He's the leader, he's the guy making the most plays, he's the guy featured in the most slow-motion replays, he's the guy with the ball in crunch time, he's the guy in the post-game interviews . . . he's the superstar.
There isn't a clear "#2" on the Cavs' roster.
(Fiddle-playing-wise, that is. Jersey-wearing-wise, Mo Williams is the clear #2.)
Nah, LeBron takes the "starring role" and the whole rest of the team is the "supporting cast" . . . with various players rotating in and out of the featured "parts," depending on feel, gameplan, match-ups, and hot hands.
To many outside Cleveland, the lack of a clear second fiddle - LeBron's so-called "Scottie Pippen" - is a failure of the Cavaliers' front office and is criminally unfair to LeBron . . . like it's somehow holding him back from something. That, I guess, is why some believe he'll "break free" from Cleveland this summer to sign with a team that isn't the #1 team in the NBA . . . just because he could be paired with a clear #2 in the process.
But in Cleveland, we know the truth.
It isn't LeBron and a #3 . . . a couple of #4s . . . and few #5s, it's LeBron and multiple #2s.
Saturday's 96-83 W in the first-round play-off opener against the Chicago Bulls is a great example. Who was the "clear #2" in that game???
Here are your options:
Mo Williams: Mo had a double-double, with 10 assists and 19 points (on 8-of-14 shooting; 3-of-7 from beyond the arc). He also had four rebounds, a steal and a block. He had five turnovers . . . and a rough patch, like everyone else, in the third quarter . . . but overall, he was vital to making the offense function and be exciting, which it was for most of the game.
Shaquille O'Neal: Shaq hasn't played in a game since February 25th, due to surgery on his thumb. It didn't matter. He looked terrific, playing in what was one of his best games in Cleveland. He had 12 points (on 5-of-9 shooting) with five rebounds (three offensive, and not cheapies either) and four assists. Oh, and he also had three blocks. Since the Bulls don't have anyone who can handle Shaq . . . (they've officially joined the club) . . . he was controlling the paint and drawing fouls.
Antawn Jamison: Antawn also had a double-double: 15 points (on 7-of-14 shooting; 1-of-4 from beyond the arc) and 10 rebounds. He also had three blocks and a steal, and had several great transition buckets . . . and moved to the basket well when he put the ball on the floor.
Anderson Varejao: Andy had another one of those games where he's just everywhere . . . on every single play. Actually, I can't remember the last game when I was disappointed with Andy's effort. Forget that . . . I can't even remember the last game when I wasn't amazed by Andy's effort. This game was no different. He was crashing into the stands after loose balls, he was running circles around the Bulls' bigs. He had four offensive rebounds . . . and 15 overall. (That's off the bench!) He also had two steals, a block and eight points (on 3-of-7 shooting).

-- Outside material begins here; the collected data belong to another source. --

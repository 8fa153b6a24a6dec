use std::rc::Rc;

use crate::io::{Buf, LenEnc};
use crate::packet::PacketStream;
use crate::protocol::column_def::ColumnDefinition;
use crate::protocol::eof::EofPacket;
use crate::protocol::err::read_err_packet;
use crate::protocol::ok::OkPacket;
use crate::transport::Transport;
use crate::value::Value;

/// What the first packet of a command's response turned out to be.
pub(crate) enum CommandOutcome {
    Ok {
        affected_rows: u64,
        last_insert_id: u64,
    },
    ResultSet {
        columns: Rc<[ColumnDefinition]>,
        warnings: u16,
    },
}

/// Classifies and, for a result set, fully reads the column-definition header: a
/// column-count LCB, that many `ColumnDefinition` packets, then one EOF.
///
/// Column definitions are read eagerly rather than lazily — there is no advantage to
/// deferring them on a blocking transport, so unlike an async generator this never
/// leaves `headers_pending` true by the time a caller observes a `ResultSet` outcome.
pub(crate) fn dispatch<T: Transport>(packets: &mut PacketStream<T>) -> crate::Result<CommandOutcome> {
    let packet = packets.receive()?;
    match packet.first().copied() {
        Some(0xFF) => Err(read_err_packet(packet)?.into()),
        Some(0x00) => {
            let ok = OkPacket::read(packet)?;
            Ok(CommandOutcome::Ok {
                affected_rows: ok.affected_rows,
                last_insert_id: ok.last_insert_id,
            })
        }
        _ => {
            let column_count = column_count(packet)?;
            let mut columns = Vec::with_capacity(column_count as usize);
            for _ in 0..column_count {
                let packet = packets.receive()?;
                columns.push(ColumnDefinition::read(packet)?);
            }

            let eof = EofPacket::read(packets.receive()?)?;
            Ok(CommandOutcome::ResultSet {
                columns: Rc::from(columns),
                warnings: eof.warnings,
            })
        }
    }
}

fn column_count(packet: &[u8]) -> crate::Result<u64> {
    let mut buf = packet;
    match buf.get_uint_lenenc()? {
        LenEnc::Value(v) => Ok(v),
        _ => Err(protocol_err!("malformed column-count prefix").into()),
    }
}

/// Reads the next row packet, or `None` at the terminating EOF.
pub(crate) fn next_row<T: Transport>(
    packets: &mut PacketStream<T>,
    columns: &[ColumnDefinition],
    binary: bool,
) -> crate::Result<Option<Vec<Value>>> {
    let packet = packets.receive()?;
    if EofPacket::looks_like_eof(packet) {
        return Ok(None);
    }

    Ok(Some(crate::protocol::row::decode_row(packet, columns, binary)?))
}

/// Drains remaining row packets up to and including the terminating EOF, as required
/// when a cursor is abandoned before exhaustion. Returns the count of rows drained.
pub(crate) fn purge<T: Transport>(
    packets: &mut PacketStream<T>,
    columns: &[ColumnDefinition],
    binary: bool,
) -> crate::Result<u64> {
    let mut drained = 0u64;
    while next_row(packets, columns, binary)?.is_some() {
        drained += 1;
    }
    Ok(drained)
}
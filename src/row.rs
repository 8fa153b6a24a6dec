use std::rc::Rc;

use crate::protocol::ColumnDefinition;
use crate::value::Value;

/// One decoded result row.
///
/// Holds a value per column, in column order, plus a shared handle to the result
/// set's column definitions so a row can be indexed by name as well as by position.
/// `Value::Null` is the null sentinel — there is no separate null bitmap at this
/// layer, unlike the wire-level binary row which carries one.
#[derive(Debug, Clone)]
pub struct Row {
    pub(crate) columns: Rc<[ColumnDefinition]>,
    pub(crate) values: Vec<Value>,
}

impl Row {
    pub fn len(&self) -> usize {
        self.values.len()
    }

    pub fn is_empty(&self) -> bool {
        self.values.is_empty()
    }

    pub fn get(&self, index: usize) -> Option<&Value> {
        self.values.get(index)
    }

    pub fn is_null(&self, index: usize) -> bool {
        self.values.get(index).map(Value::is_null).unwrap_or(true)
    }

    pub fn get_by_name(&self, name: &str) -> Option<&Value> {
        let index = self
            .columns
            .iter()
            .position(|c| c.name() == Some(name))?;
        self.values.get(index)
    }

    pub fn column_names(&self) -> impl Iterator<Item = &str> {
        self.columns.iter().filter_map(|c| c.name())
    }
}

#[cfg(test)]
mod tests {
    use super::*;
    use crate::protocol::{ColumnType, FieldFlags};

    fn column(name: &str) -> ColumnDefinition {
        ColumnDefinition {
            schema: None,
            table_alias: None,
            table: None,
            column_alias: Some(name.into()),
            column: None,
            char_set: 33,
            max_size: 0,
            column_type: ColumnType::VARCHAR,
            flags: FieldFlags::empty(),
            decimals: 0,
        }
    }

    #[test]
    fn it_looks_up_values_by_column_name() {
        let row = Row {
            columns: Rc::from(vec![column("id"), column("name")]),
            values: vec![Value::I64(1), Value::String("alice".into())],
        };

        assert_eq!(row.get_by_name("name"), Some(&Value::String("alice".into())));
        assert_eq!(row.get_by_name("missing"), None);
    }

    #[test]
    fn it_treats_an_out_of_range_index_as_null() {
        let row = Row {
            columns: Rc::from(Vec::new()),
            values: Vec::new(),
        };
        assert!(row.is_null(0));
    }
}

(And Anthony Parker almost became the fifth Cav in double-figure scoring, with nine points (on 3-of-8 shooting; including an uncharacteristic 1-of-6 from beyond the arc) . . . not that he's in the conversation for LeBron's #2 in this game.)
So who you got? Mo? Shaq? Antawn? Andy?
Let me rephrase: Can you even exclude one of those guys from the #2 discussion?
And beyond that, it's hard to have beef with the #3s, the #4s and the #5s in this game.
Delonte West played a gritty 24 minutes, which included three assists and no turnovers. He only had four points, but had four rebounds and two steals. AP's three-ball was off, but he dished out four assists.
Zydrunas Ilgauskas played nine tough minutes. Jamario Moon hit a clutch three in his seven minutes. J.J. Hickson went from being a starter on the best team in the NBA, to not even getting into the game until garbage time in the final minute . . . and yet, he was still shown laughing and jumping up and down on the sideline at the Cavs' bench at least three times by ABC's cameras. Incredible.
Not everything was perfect.
There was that seven-minute hiccup in the third quarter . . . but those are the kinks that the Cavs will be working out throughout this series. Personally, with how on point the Cavs looked (despite Shaq's time out and all the rest the starters got over the past two weeks), I don't even care.
Maybe if LeBron had this magical "Robin" that outside fans think he should have . . . maybe that #2 could've hit six straight shots to carry the Cavs through that seven-minute rough patch in the third.
Unfortunately, I'll never know . . . because I wouldn't want to trade what we have to get that guy.